- Coat of arms
- Interactive map of Gmina Kalwaria Zebrzydowska
- Coordinates (Kalwaria Zebrzydowska): 49°52′N 19°41′E﻿ / ﻿49.867°N 19.683°E
- Country: Poland
- Voivodeship: Lesser Poland
- County: Wadowice
- Seat: Kalwaria Zebrzydowska

Area
- • Total: 75.32 km^{2} (29.08 sq mi)

Population (2006)
- • Total: 19,210
- • Density: 255.0/km^{2} (660.6/sq mi)
- • Urban: 4,503
- • Rural: 14,707
- Website: http://www.kalwaria-zebrzydowska.pl/

= Gmina Kalwaria Zebrzydowska =

Gmina Kalwaria Zebrzydowska is an urban-rural gmina (administrative district) in Wadowice County, Lesser Poland Voivodeship, in southern Poland.
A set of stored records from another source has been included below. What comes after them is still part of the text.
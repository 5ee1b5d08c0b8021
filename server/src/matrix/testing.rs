//! In-memory `MatrixClient` double for tests. Records every call it receives
//! and simulates just enough homeserver behavior for the sync flows: joined
//! rooms, power levels, the "already in the room" join rejection, and the
//! external-id account registry.

use std::collections::{BTreeSet, HashMap};
use std::sync::Mutex;

use async_trait::async_trait;

use crate::error::RemoteCallError;

use super::client::{MatrixClient, UpsertUserParams};

#[derive(Default)]
struct State {
    /// Rooms the bridge admin is joined to.
    admin_joined: BTreeSet<String>,
    /// room -> user -> power level.
    power: HashMap<String, HashMap<String, i64>>,
    /// room -> members.
    members: HashMap<String, BTreeSet<String>>,
    /// external id -> matrix id.
    accounts: HashMap<String, String>,
    calls: Vec<String>,
    /// (method, room) -> simulated failure, applied on every matching call.
    fail_for_room: HashMap<(String, String), (u16, String)>,
    /// method -> one-shot simulated failure.
    fail_next: HashMap<String, (u16, String)>,
}

pub struct RecordingClient {
    admin_user_id: String,
    state: Mutex<State>,
}

impl RecordingClient {
    pub fn new(admin_user_id: &str) -> Self {
        Self {
            admin_user_id: admin_user_id.to_string(),
            state: Mutex::new(State::default()),
        }
    }

    pub fn calls(&self) -> Vec<String> {
        self.state.lock().unwrap().calls.clone()
    }

    pub fn clear_calls(&self) {
        self.state.lock().unwrap().calls.clear();
    }

    /// Fail the next call of `method`, whatever room it targets.
    pub fn fail_next(&self, method: &str, status: u16, body: &str) {
        self.state
            .lock()
            .unwrap()
            .fail_next
            .insert(method.to_string(), (status, body.to_string()));
    }

    /// Fail every call of `method` that targets `room`.
    pub fn fail_for_room(&self, method: &str, room: &str, status: u16, body: &str) {
        self.state
            .lock()
            .unwrap()
            .fail_for_room
            .insert(
                (method.to_string(), room.to_string()),
                (status, body.to_string()),
            );
    }

    /// Seed the admin's membership and power level in a room.
    pub fn set_admin_state(&self, room: &str, joined: bool, level: i64) {
        let mut state = self.state.lock().unwrap();
        if joined {
            state.admin_joined.insert(room.to_string());
        } else {
            state.admin_joined.remove(room);
        }
        state
            .power
            .entry(room.to_string())
            .or_default()
            .insert(self.admin_user_id.clone(), level);
    }

    /// Seed a room member.
    pub fn set_member(&self, room: &str, user: &str) {
        self.state
            .lock()
            .unwrap()
            .members
            .entry(room.to_string())
            .or_default()
            .insert(user.to_string());
    }

    pub fn is_member(&self, room: &str, user: &str) -> bool {
        self.state
            .lock()
            .unwrap()
            .members
            .get(room)
            .is_some_and(|m| m.contains(user))
    }

    pub fn register_account(&self, external_id: &str, matrix_id: &str) {
        self.state
            .lock()
            .unwrap()
            .accounts
            .insert(external_id.to_string(), matrix_id.to_string());
    }

    pub fn registered_account(&self, external_id: &str) -> Option<String> {
        self.state.lock().unwrap().accounts.get(external_id).cloned()
    }

    /// Record the call, then return a simulated failure if one is armed.
    fn begin(&self, method: &str, room: &str, call: String) -> Result<(), RemoteCallError> {
        let mut state = self.state.lock().unwrap();
        state.calls.push(call);

        let failure = state
            .fail_for_room
            .get(&(method.to_string(), room.to_string()))
            .cloned()
            .or_else(|| state.fail_next.remove(method));

        match failure {
            Some((status, body)) => Err(RemoteCallError::Status {
                endpoint: method.to_string(),
                status,
                body,
            }),
            None => Ok(()),
        }
    }
}

#[async_trait]
impl MatrixClient for RecordingClient {
    async fn joined_rooms(&self) -> Result<Vec<String>, RemoteCallError> {
        self.begin("joined_rooms", "", "joined_rooms".to_string())?;
        Ok(self
            .state
            .lock()
            .unwrap()
            .admin_joined
            .iter()
            .cloned()
            .collect())
    }

    async fn room_power_levels(
        &self,
        room_id: &str,
    ) -> Result<HashMap<String, i64>, RemoteCallError> {
        self.begin(
            "room_power_levels",
            room_id,
            format!("room_power_levels {room_id}"),
        )?;
        Ok(self
            .state
            .lock()
            .unwrap()
            .power
            .get(room_id)
            .cloned()
            .unwrap_or_default())
    }

    async fn force_join_room_admin(&self, room_id: &str) -> Result<(), RemoteCallError> {
        self.begin(
            "force_join_room_admin",
            room_id,
            format!("force_join_room_admin {room_id}"),
        )?;
        let mut state = self.state.lock().unwrap();
        state.admin_joined.insert(room_id.to_string());
        state
            .power
            .entry(room_id.to_string())
            .or_default()
            .insert(self.admin_user_id.clone(), 100);
        Ok(())
    }

    async fn accept_room_join(&self, room_id: &str) -> Result<(), RemoteCallError> {
        self.begin(
            "accept_room_join",
            room_id,
            format!("accept_room_join {room_id}"),
        )
    }

    async fn join_user(&self, room_id: &str, user_id: &str) -> Result<(), RemoteCallError> {
        self.begin("join_user", room_id, format!("join_user {room_id} {user_id}"))?;
        let mut state = self.state.lock().unwrap();
        let members = state.members.entry(room_id.to_string()).or_default();
        if members.contains(user_id) {
            return Err(RemoteCallError::Status {
                endpoint: "join_user".to_string(),
                status: 400,
                body: serde_json::json!({
                    "errcode": "M_UNKNOWN",
                    "error": format!("{user_id} is already in the room."),
                })
                .to_string(),
            });
        }
        members.insert(user_id.to_string());
        Ok(())
    }

    async fn kick_user(
        &self,
        room_id: &str,
        user_id: &str,
        reason: &str,
    ) -> Result<(), RemoteCallError> {
        self.begin(
            "kick_user",
            room_id,
            format!("kick_user {room_id} {user_id} {reason}"),
        )?;
        let mut state = self.state.lock().unwrap();
        if let Some(members) = state.members.get_mut(room_id) {
            members.remove(user_id);
        }
        Ok(())
    }

    async fn upsert_user(&self, params: &UpsertUserParams) -> Result<(), RemoteCallError> {
        self.begin(
            "upsert_user",
            "",
            format!("upsert_user {}", params.matrix_id),
        )?;
        self.state
            .lock()
            .unwrap()
            .accounts
            .insert(params.external_id.clone(), params.matrix_id.clone());
        Ok(())
    }

    async fn lookup_external_id(
        &self,
        external_id: &str,
    ) -> Result<Option<String>, RemoteCallError> {
        self.begin(
            "lookup_external_id",
            "",
            format!("lookup_external_id {external_id}"),
        )?;
        Ok(self.registered_account(external_id))
    }
}
use std::collections::HashMap;
use std::time::Duration;

use anyhow::{Context, Result};
use async_trait::async_trait;
use reqwest::StatusCode;
use reqwest::header::{AUTHORIZATION, HeaderMap, HeaderValue};
use serde::Deserialize;
use serde_json::json;

use crate::error::RemoteCallError;

/// Capabilities the sync core needs from the homeserver. The orchestrator,
/// guarantor and operator only ever talk to this trait, so tests can inject
/// an in-memory double.
#[async_trait]
pub trait MatrixClient: Send + Sync {
    /// Rooms the bridge admin account is currently joined to.
    async fn joined_rooms(&self) -> Result<Vec<String>, RemoteCallError>;

    /// Power-level map (user id -> level) of a room.
    async fn room_power_levels(
        &self,
        room_id: &str,
    ) -> Result<HashMap<String, i64>, RemoteCallError>;

    /// Force-join the bridge admin into a room, granting admin power.
    async fn force_join_room_admin(&self, room_id: &str) -> Result<(), RemoteCallError>;

    /// Accept the pending room join for the bridge admin account.
    async fn accept_room_join(&self, room_id: &str) -> Result<(), RemoteCallError>;

    /// Admin-join an arbitrary user into a room.
    async fn join_user(&self, room_id: &str, user_id: &str) -> Result<(), RemoteCallError>;

    /// Kick a user from a room with an audit reason.
    async fn kick_user(
        &self,
        room_id: &str,
        user_id: &str,
        reason: &str,
    ) -> Result<(), RemoteCallError>;

    /// Create or update a homeserver account.
    async fn upsert_user(&self, params: &UpsertUserParams) -> Result<(), RemoteCallError>;

    /// Matrix id previously registered for an external IdP id, if any.
    async fn lookup_external_id(
        &self,
        external_id: &str,
    ) -> Result<Option<String>, RemoteCallError>;
}

/// Account attributes pushed to the homeserver when provisioning a user.
#[derive(Debug, Clone)]
pub struct UpsertUserParams {
    pub matrix_id: String,
    pub display_name: String,
    pub external_id: String,
    pub email: Option<String>,
}

/// `MatrixClient` backed by the Synapse admin and client-server HTTP APIs.
pub struct HttpMatrixClient {
    http: reqwest::Client,
    base_url: String,
    admin_user_id: String,
    idp_name: String,
}

impl HttpMatrixClient {
    /// Build a client with the admin bearer token baked into every request
    /// and a bounded per-request timeout.
    pub fn new(
        base_url: &str,
        admin_token: &str,
        admin_user_id: &str,
        idp_name: &str,
        timeout: Duration,
    ) -> Result<Self> {
        let mut headers = HeaderMap::new();
        let mut auth = HeaderValue::from_str(&format!("Bearer {}", admin_token))
            .context("admin token is not a valid header value")?;
        auth.set_sensitive(true);
        headers.insert(AUTHORIZATION, auth);

        let http = reqwest::Client::builder()
            .default_headers(headers)
            .timeout(timeout)
            .build()
            .context("failed to build HTTP client")?;

        Ok(Self {
            http,
            base_url: base_url.trim_end_matches('/').to_string(),
            admin_user_id: admin_user_id.to_string(),
            idp_name: idp_name.to_string(),
        })
    }

    fn url(&self, path: &str) -> String {
        format!("{}{}", self.base_url, path)
    }

    /// Turn a non-2xx response into a `RemoteCallError::Status` carrying the
    /// raw body for diagnostics.
    async fn check(
        endpoint: &str,
        resp: reqwest::Response,
    ) -> Result<reqwest::Response, RemoteCallError> {
        if resp.status().is_success() {
            return Ok(resp);
        }
        let status = resp.status().as_u16();
        let body = resp.text().await.unwrap_or_default();
        Err(RemoteCallError::Status {
            endpoint: endpoint.to_string(),
            status,
            body,
        })
    }

    async fn post_json(
        &self,
        path: &str,
        body: &serde_json::Value,
    ) -> Result<(), RemoteCallError> {
        let resp = self.http.post(self.url(path)).json(body).send().await?;
        Self::check(path, resp).await?;
        Ok(())
    }
}

#[derive(Deserialize)]
struct JoinedRoomsResponse {
    joined_rooms: Vec<String>,
}

#[derive(Deserialize)]
struct PowerLevelsResponse {
    #[serde(default)]
    users: HashMap<String, i64>,
}

#[derive(Deserialize)]
struct ExternalIdResponse {
    user_id: String,
}

#[async_trait]
impl MatrixClient for HttpMatrixClient {
    async fn joined_rooms(&self) -> Result<Vec<String>, RemoteCallError> {
        let path = "/_matrix/client/v3/joined_rooms";
        let resp = self.http.get(self.url(path)).send().await?;
        let resp = Self::check(path, resp).await?;
        let parsed: JoinedRoomsResponse = resp.json().await?;
        Ok(parsed.joined_rooms)
    }

    async fn room_power_levels(
        &self,
        room_id: &str,
    ) -> Result<HashMap<String, i64>, RemoteCallError> {
        let path = format!(
            "/_matrix/client/v3/rooms/{}/state/m.room.power_levels",
            room_id
        );
        let resp = self.http.get(self.url(&path)).send().await?;
        let resp = Self::check(&path, resp).await?;
        let parsed: PowerLevelsResponse = resp.json().await?;
        Ok(parsed.users)
    }

    async fn force_join_room_admin(&self, room_id: &str) -> Result<(), RemoteCallError> {
        self.post_json(
            &format!("/_synapse/admin/v1/rooms/{}/make_room_admin", room_id),
            &json!({ "user_id": self.admin_user_id }),
        )
        .await
    }

    async fn accept_room_join(&self, room_id: &str) -> Result<(), RemoteCallError> {
        self.post_json(&format!("/_matrix/client/v3/join/{}", room_id), &json!({}))
            .await
    }

    async fn join_user(&self, room_id: &str, user_id: &str) -> Result<(), RemoteCallError> {
        self.post_json(
            &format!("/_synapse/admin/v1/join/{}", room_id),
            &json!({ "user_id": user_id }),
        )
        .await
    }

    async fn kick_user(
        &self,
        room_id: &str,
        user_id: &str,
        reason: &str,
    ) -> Result<(), RemoteCallError> {
        self.post_json(
            &format!("/_matrix/client/v3/rooms/{}/kick", room_id),
            &json!({ "user_id": user_id, "reason": reason }),
        )
        .await
    }

    async fn upsert_user(&self, params: &UpsertUserParams) -> Result<(), RemoteCallError> {
        let mut body = json!({
            "displayname": params.display_name,
            "external_ids": [
                {
                    "auth_provider": self.idp_name,
                    "external_id": params.external_id,
                }
            ],
        });
        if let Some(email) = &params.email {
            body["threepids"] = json!([{ "medium": "email", "address": email }]);
        }

        let path = format!("/_synapse/admin/v2/users/{}", params.matrix_id);
        let resp = self.http.put(self.url(&path)).json(&body).send().await?;
        Self::check(&path, resp).await?;
        Ok(())
    }

    async fn lookup_external_id(
        &self,
        external_id: &str,
    ) -> Result<Option<String>, RemoteCallError> {
        let path = format!(
            "/_synapse/admin/v1/auth_providers/{}/users/{}",
            self.idp_name, external_id
        );
        let resp = self.http.get(self.url(&path)).send().await?;

        if resp.status() == StatusCode::NOT_FOUND {
            return Ok(None);
        }
        let resp = Self::check(&path, resp).await?;
        let parsed: ExternalIdResponse = resp.json().await?;
        Ok(Some(parsed.user_id))
    }
}

#[cfg(test)]
mod tests {
    use super::*;
    use wiremock::matchers::{body_json, header, method, path};
    use wiremock::{Mock, MockServer, ResponseTemplate};

    async fn client_for(server: &MockServer) -> HttpMatrixClient {
        HttpMatrixClient::new(
            &server.uri(),
            "test-token",
            "@admin:example.org",
            "oidc",
            Duration::from_secs(5),
        )
        .unwrap()
    }

    #[tokio::test]
    async fn joined_rooms_sends_bearer_and_parses_list() {
        let server = MockServer::start().await;
        Mock::given(method("GET"))
            .and(path("/_matrix/client/v3/joined_rooms"))
            .and(header("authorization", "Bearer test-token"))
            .respond_with(ResponseTemplate::new(200).set_body_json(serde_json::json!({
                "joined_rooms": ["!a:example.org", "!b:example.org"]
            })))
            .expect(1)
            .mount(&server)
            .await;

        let client = client_for(&server).await;
        let rooms = client.joined_rooms().await.unwrap();
        assert_eq!(rooms, vec!["!a:example.org", "!b:example.org"]);
    }

    #[tokio::test]
    async fn join_user_posts_user_id_body() {
        let server = MockServer::start().await;
        Mock::given(method("POST"))
            .and(path("/_synapse/admin/v1/join/!room:example.org"))
            .and(body_json(
                serde_json::json!({ "user_id": "@alice:example.org" }),
            ))
            .respond_with(ResponseTemplate::new(200).set_body_json(serde_json::json!({})))
            .expect(1)
            .mount(&server)
            .await;

        let client = client_for(&server).await;
        client
            .join_user("!room:example.org", "@alice:example.org")
            .await
            .unwrap();
    }

    #[tokio::test]
    async fn non_2xx_surfaces_status_and_body() {
        let server = MockServer::start().await;
        Mock::given(method("POST"))
            .and(path("/_matrix/client/v3/rooms/!room:example.org/kick"))
            .respond_with(ResponseTemplate::new(403).set_body_json(serde_json::json!({
                "errcode": "M_FORBIDDEN",
                "error": "not in room"
            })))
            .mount(&server)
            .await;

        let client = client_for(&server).await;
        let err = client
            .kick_user("!room:example.org", "@alice:example.org", "Removed from group")
            .await
            .unwrap_err();

        match err {
            RemoteCallError::Status { status, body, .. } => {
                assert_eq!(status, 403);
                assert!(body.contains("M_FORBIDDEN"));
            }
            other => panic!("expected status error, got {other:?}"),
        }
    }

    #[tokio::test]
    async fn lookup_external_id_maps_404_to_none() {
        let server = MockServer::start().await;
        Mock::given(method("GET"))
            .and(path("/_synapse/admin/v1/auth_providers/oidc/users/alice"))
            .respond_with(ResponseTemplate::new(404).set_body_json(serde_json::json!({
                "errcode": "M_NOT_FOUND",
                "error": "User not found"
            })))
            .mount(&server)
            .await;

        let client = client_for(&server).await;
        assert_eq!(client.lookup_external_id("alice").await.unwrap(), None);
    }

    #[tokio::test]
    async fn lookup_external_id_returns_registered_user() {
        let server = MockServer::start().await;
        Mock::given(method("GET"))
            .and(path("/_synapse/admin/v1/auth_providers/oidc/users/alice"))
            .respond_with(ResponseTemplate::new(200).set_body_json(serde_json::json!({
                "user_id": "@alice:example.org"
            })))
            .mount(&server)
            .await;

        let client = client_for(&server).await;
        assert_eq!(
            client.lookup_external_id("alice").await.unwrap(),
            Some("@alice:example.org".to_string())
        );
    }
}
Its seat is the town of Kalwaria Zebrzydowska, which lies approximately 14 km east of Wadowice and 29 km south-west of the regional capital Kraków.

The gmina covers an area of 75.32 km2, and as of 2006 its total population is 19,210 (of which the population of Kalwaria Zebrzydowska ia 4,503, and the population of the rural part of the gmina is 14,707).

==Villages==
Apart from the town of Kalwaria Zebrzydowska, Gmina Kalwaria Zebrzydowska contains the villages and settlements of Barwałd Górny, Barwałd Średni, Brody, Bugaj, Leńcze, Podolany, Przytkowice, Stanisław Dolny, Zarzyce Małe, Zarzyce Wielkie and Zebrzydowice.

==Neighbouring gminas==
Gmina Kalwaria Zebrzydowska is bordered by the gminas of Brzeźnica, Lanckorona, Skawina, Stryszów and Wadowice.